==== EXERCISE MATERIAL
//! # Cadence - Workout Playlist Generator
//!
//! Command-line front end. Loads settings and the song catalog, then routes
//! each subcommand to the library.
//!
//! ## Usage
//!
//! ```bash
//! # Import a catalog export
//! cadence import liked_songs.json
//!
//! # Generate a playlist for a built-in plan
//! cadence generate --preset progressive_build
//!
//! # Inspect the model
//! cadence matrix --phase push_pace
//! cadence hitting-time --target sprint
//! ```

use anyhow::{Context, Result};
use cadence::analytics::{compare_strategies, hitting_times, sensitivity};
use cadence::cli::{self, CatalogFormat};
use cadence::config::{get_settings_path, Settings};
use cadence::model::{base_transition, phase_transition_for};
use cadence::plan::{self, WorkoutPlan, PRESET_NAMES};
use cadence::queue::Playlist;
use cadence::song::{classify_catalog, read_csv_catalog_file, read_json_catalog, ClassificationReport, SongRecord};
use cadence::state::WorkoutState;
use cadence::{completion, db};
use clap::{CommandFactory, Parser};
use log::{debug, info, warn};
use rand::rngs::StdRng;
use rand::SeedableRng;
use std::path::{Path, PathBuf};

/// Main entry point.
///
/// Logging is controlled via `RUST_LOG`:
/// - `RUST_LOG=debug cadence generate` - Enable debug logging
/// - `RUST_LOG=cadence::chain=trace cadence generate` - Trace every chain step
fn main() -> Result<()> {
    env_logger::init();

    let args = cli::Args::parse();
    let settings_path = match &args.settings {
        Some(path) => path.clone(),
        None => get_settings_path()?,
    };
    let mut settings = Settings::load(&settings_path)?;
    if let Some(db_path) = &args.db {
        settings.db_path = Some(db_path.clone());
    }

    match args.command {
        cli::Command::Import { file, format, replace } => {
            import(&settings, &file, format, replace)?;
        }
        cli::Command::List { state } => {
            let report = load_catalog(&settings, args.catalog.as_deref())?;
            print_catalog(&report, state);
        }
        cli::Command::Matrix { tau, phase, json } => {
            let report = load_catalog(&settings, args.catalog.as_deref())?;
            let tau = tau.unwrap_or(settings.tau);
            let base = base_transition(&report.songs, tau)?;
            let matrix = match phase {
                Some(phase) => phase_transition_for(&base, &settings.phase_weights, phase)?,
                None => base,
            };
            if json {
                println!("{}", serde_json::to_string_pretty(&matrix.labeled())?);
            } else {
                match phase {
                    Some(phase) => println!("Transition matrix for {phase} (tau = {tau})"),
                    None => println!("Base transition matrix (tau = {tau})"),
                }
                print!("{matrix}");
            }
        }
        cli::Command::Generate { preset, plan, tau, seed, json, ids } => {
            let plan = match (plan, preset) {
                (Some(plan), _) => plan,
                (None, Some(name)) => lookup_preset(&name)?,
                (None, None) => lookup_preset("default")?,
            };
            let report = load_catalog(&settings, args.catalog.as_deref())?;
            let generator = settings.generator(tau)?;

            info!("Generating playlist for plan: {}", plan.summary());
            let playlist = match seed {
                Some(seed) => generator.generate_with_rng(&report.songs, &plan, &mut StdRng::seed_from_u64(seed))?,
                None => generator.generate(&report.songs, &plan)?,
            };

            if json {
                println!("{}", serde_json::to_string_pretty(&playlist)?);
            } else if ids {
                for id in playlist.track_ids() {
                    println!("{id}");
                }
            } else {
                print_playlist(&playlist);
            }
        }
        cli::Command::HittingTime { target, tau, json } => {
            let report = load_catalog(&settings, args.catalog.as_deref())?;
            let tau = tau.unwrap_or(settings.tau);
            let times = hitting_times(&base_transition(&report.songs, tau)?, target);
            if json {
                println!("{}", serde_json::to_string_pretty(&times)?);
            } else {
                println!("Expected songs until first {target} (tau = {tau})");
                for state in WorkoutState::ALL {
                    println!("  {:<14} {:>8.2}", state.name(), times.from_state(state));
                }
                if times.method == cadence::linalg::SolveMethod::LeastSquares {
                    println!("  (singular system: least-squares estimate)");
                }
            }
        }
        cli::Command::Sensitivity { taus, preset, seed, json } => {
            let plan = lookup_preset(&preset)?;
            let report = load_catalog(&settings, args.catalog.as_deref())?;
            let points = sensitivity(&report.songs, &plan, &settings.phase_weights, &taus, seed)?;
            if json {
                println!("{}", serde_json::to_string_pretty(&points)?);
            } else {
                println!("{:>8} {:>14} {:>22}", "tau", "variance", "warmup -> sprint");
                for point in points {
                    println!("{:>8.2} {:>14.2} {:>22.2}", point.tau, point.variance, point.hitting_time);
                }
            }
        }
        cli::Command::Evaluate { preset, trials, seed, json } => {
            let plan = lookup_preset(&preset)?;
            let report = load_catalog(&settings, args.catalog.as_deref())?;
            let generator = settings.generator(None)?;
            let reports = compare_strategies(&report.songs, &plan, &generator, &settings.ranges, trials, seed)?;
            if json {
                println!("{}", serde_json::to_string_pretty(&reports)?);
            } else {
                println!("{trials} trials of '{preset}' ({})", plan.summary());
                println!("{:<8} {:>24} {:>24}", "strategy", "transition variance", "phase error");
                for r in reports {
                    println!(
                        "{:<8} {:>15.2} ± {:<6.2} {:>15.2} ± {:<6.2}",
                        format!("{:?}", r.strategy),
                        r.variance.mean,
                        r.variance.std_dev,
                        r.phase_error.mean,
                        r.phase_error.std_dev
                    );
                }
            }
        }
        cli::Command::Presets => {
            for name in PRESET_NAMES {
                if let Some(plan) = plan::preset(name) {
                    println!("{name:<18} {:>3} songs  {}", plan.total_slots(), plan);
                }
            }
        }
        cli::Command::Completion { shell } => {
            let mut cmd = cli::Args::command();
            completion::generate_completions(completion::shell_to_completion_shell(&shell), &mut cmd);
        }
    }

    Ok(())
}

fn lookup_preset(name: &str) -> Result<WorkoutPlan> {
    plan::preset(name)
        .with_context(|| format!("Unknown preset '{name}'. Available: {}", PRESET_NAMES.join(", ")))
}

fn read_records(path: &Path, format: Option<CatalogFormat>) -> Result<Vec<SongRecord>> {
    let format = format
        .or_else(|| CatalogFormat::from_path(path))
        .with_context(|| format!("Cannot tell the format of {}; pass --format", path.display()))?;
    match format {
        CatalogFormat::Json => read_json_catalog(path),
        CatalogFormat::Csv => read_csv_catalog_file(path),
    }
}

fn db_path(settings: &Settings) -> Result<PathBuf> {
    let path = settings.resolved_db_path()?;
    debug!("Using catalog database {}", path.display());
    Ok(path)
}

fn import(settings: &Settings, file: &Path, format: Option<CatalogFormat>, replace: bool) -> Result<()> {
    let records = read_records(file, format)?;
    let path = db_path(settings)?;
    let mut conn = db::open(&path)?;
    let written = db::import_records(&mut conn, &records, replace)?;
    info!("Imported {written} records from {}", file.display());

    let report = classify_catalog(records, &settings.ranges);
    println!("Imported {written} songs into {} ({} total)", path.display(), db::count(&conn)?);
    print_counts(&report);
    Ok(())
}

/// Songs from `--catalog` if given, else from the database.
fn load_catalog(settings: &Settings, catalog: Option<&Path>) -> Result<ClassificationReport> {
    let records = match catalog {
        Some(file) => read_records(file, None)?,
        None => {
            let path = db_path(settings)?;
            if !path.exists() {
                anyhow::bail!(
                    "No catalog database at {}. Run `cadence import <file>` or pass --catalog.",
                    path.display()
                );
            }
            db::load_records(&db::open(&path)?)?
        }
    };

    let report = classify_catalog(records, &settings.ranges);
    if report.songs.is_empty() {
        warn!("Catalog has no usable songs");
    }
    Ok(report)
}

fn print_counts(report: &ClassificationReport) {
    let counts = report.state_counts();
    for state in WorkoutState::ALL {
        println!("  {:<14} {:>5}", state.name(), counts[state.index()]);
    }
    println!("  {:<14} {:>5}", "unclassified", report.unclassified_count());

    let rejected = report.rejected();
    if !rejected.is_empty() {
        println!("  {:<14} {:>5}", "rejected", rejected.len());
        for (id, err) in rejected {
            println!("    {id}: {err}");
        }
    }
}

fn print_catalog(report: &ClassificationReport, filter: Option<WorkoutState>) {
    let mut songs: Vec<_> = report
        .songs
        .iter()
        .filter(|s| filter.map_or(true, |state| s.state == Some(state)))
        .collect();
    songs.sort_by(|a, b| a.bpm.total_cmp(&b.bpm));

    for song in &songs {
        let state = song.state.map_or("-", |s| s.name());
        println!("{:>7.1} BPM  {:<14} {}", song.bpm, state, song.display_name());
    }
    println!();
    println!("{} songs", songs.len());
    if filter.is_none() {
        print_counts(report);
    }
}

fn print_playlist(playlist: &Playlist) {
    for (i, entry) in playlist.entries.iter().enumerate() {
        let marker = if entry.fallback { " (fallback)" } else { "" };
        println!(
            "{:>3}. [{:<12} -> {:<12}] {:>6.1} BPM  {}{marker}",
            i + 1,
            entry.phase.name(),
            entry.requested.name(),
            entry.song.bpm,
            entry.song.display_name()
        );
    }

    println!();
    println!("{} of {} slots filled", playlist.len(), playlist.planned_slots);
    if playlist.fallback_count() > 0 {
        println!("{} songs picked outside their requested state", playlist.fallback_count());
    }
    if playlist.skipped() > 0 {
        println!("{} slots skipped: catalog exhausted", playlist.skipped());
    }
}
========
**DIRECTIONS FOR THIS TASK**
Please give back only the lines between the first line of the entries and the line with "let args = cli::Args::parse();", both ends included, word for word.

**RESPONSE FOR THIS EXERCISE**
//! # Cadence - Workout Playlist Generator
//!
//! Command-line front end. Loads settings and the song catalog, then routes
//! each subcommand to the library.
//!
//! ## Usage
//!
//! ```bash
//! # Import a catalog export
//! cadence import liked_songs.json
//!
//! # Generate a playlist for a built-in plan
//! cadence generate --preset progressive_build
//!
//! # Inspect the model
//! cadence matrix --phase push_pace
//! cadence hitting-time --target sprint
//! ```

use anyhow::{Context, Result};
use cadence::analytics::{compare_strategies, hitting_times, sensitivity};
use cadence::cli::{self, CatalogFormat};
use cadence::config::{get_settings_path, Settings};
use cadence::model::{base_transition, phase_transition_for};
use cadence::plan::{self, WorkoutPlan, PRESET_NAMES};
use cadence::queue::Playlist;
use cadence::song::{classify_catalog, read_csv_catalog_file, read_json_catalog, ClassificationReport, SongRecord};
use cadence::state::WorkoutState;
use cadence::{completion, db};
use clap::{CommandFactory, Parser};
use log::{debug, info, warn};
use rand::rngs::StdRng;
use rand::SeedableRng;
use std::path::{Path, PathBuf};

/// Main entry point.
///
/// Logging is controlled via `RUST_LOG`:
/// - `RUST_LOG=debug cadence generate` - Enable debug logging
/// - `RUST_LOG=cadence::chain=trace cadence generate` - Trace every chain step
fn main() -> Result<()> {
    env_logger::init();

    let args = cli::Args::parse();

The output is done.